Another observation seems worth making here. The man who hates does not smile, he merely smirks; he is incapable of making a joke, only of bitter ridicule; he can’t be genuinely ironic because he can’t be ironic about himself. Only those who can laugh at themselves can laugh authentically. A serious face, quickness to take offence, strong language, shouting, the inability to step outside himself and see his own foolishness these are typical of one who hates.”


Hável’s words offer the best explanation for anti-social behavior that I have ever read. Among others, they could be applied to:

1) The Hitlers of the world.

These are mercifully few, because the perfect storm of circumstances which sweeps them into positions where their hatred can directly affect millions is a rarity.

2) Bullies, abusers, and racists

In schools, in corporations, in politics, in families, their influence is limited to their direct sphere of influence and usually constrained somewhat by social conventions and the need to hide their meanness from all but the victims whom they affect.

3) Internet trolls

To anyone who frequents the internet, there seems to be a disturbing abundance of these, and I have mentioned them previously. Again fortunately, the vast majority of these are wretched, impotent losers who fill comment boards with their piss and vinegar but are capable of nothing more. The few who venture past invective into the realm of stalking or cybercrime are usually caught and dealt with.

4) People who behave poorly in public

Not Always Right is dedicated to stories about the horrible customers that retail and customer service workers have to deal with all the time. My favorites are always the ones where they don’t get away with their douchebaggery, like this one.

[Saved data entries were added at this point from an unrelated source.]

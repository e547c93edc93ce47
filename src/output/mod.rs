//! Terminal output formatting

pub mod display;
pub mod formatters;

pub use display::print_autoplay_report;
pub use formatters::{colorize_guess, feedback_legend};
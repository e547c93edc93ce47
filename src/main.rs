//! infoguess - CLI
//!
//! Information-theoretic word-guessing solver. Runs an interactive feedback
//! session by default, or simulates a full solve when given an answer.

use anyhow::{Context, Result, bail};
use clap::Parser;
use infoguess::{
    commands::{run_autoplay, run_interactive},
    core::Word,
    output::print_autoplay_report,
    solver::Solver,
    wordlists::{load_frequencies, load_words},
};
use std::path::PathBuf;

#[derive(Parser)]
#[command(
    name = "infoguess",
    about = "Information-theoretic word-guessing solver",
    version
)]
struct Cli {
    /// Path to the list of allowed words
    #[arg(long, default_value = "files/words.txt")]
    words: PathBuf,

    /// Simulate a full solve against the provided answer
    #[arg(long)]
    answer: Option<String>,

    /// Optional path to a cached word frequency table for tie-breaking
    #[arg(long, default_value = "files/words_frequency.txt")]
    frequencies: PathBuf,

    /// Maximum number of guesses to perform
    #[arg(long, default_value_t = 6)]
    max_steps: usize,
}

fn main() -> Result<()> {
    let cli = Cli::parse();

    let words = load_words(&cli.words)
        .with_context(|| format!("failed to read word list {}", cli.words.display()))?;
    if words.is_empty() {
        bail!("no usable words found in {}", cli.words.display());
    }

    let frequencies = load_frequencies(&cli.frequencies).with_context(|| {
        format!(
            "failed to read frequency table {}",
            cli.frequencies.display()
        )
    })?;

    let solver = Solver::new(words, frequencies)?;

    match cli.answer {
        Some(answer) => {
            let answer = Word::new(answer).context("invalid answer word")?;
            let report = run_autoplay(&solver, &answer, cli.max_steps)?;
            print_autoplay_report(&report);
        }
        None => run_interactive(&solver, cli.max_steps)?,
    }

    Ok(())
}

I don’t often focus on hatred and ignorance, preferring instead to fill the space around me with positive energy, but in order to fight hatred, it must be seen for what it is. Near the end of his speech, Hável said, “We must struggle energetically against all the incipient forms of collective hatred, not only on principle, because evil must always be confronted, but in our own interests.” Echoing these thoughts, John Howard Griffin, concluding his epic work Black Like Me, wrote, “If some spark does set the keg afire, it will be a senseless tragedy of ignorant against ignorant, injustice answering injustice – a holocaust that will drag down the innocent and right-thinking masses of human beings. Then we will all pay for not having cried for justice long ago.”

The Old Wolf has spoken.

No [insert group here] need apply

It wasn’t pretty. “White only.” “No Irish need apply.” “Japs go home.”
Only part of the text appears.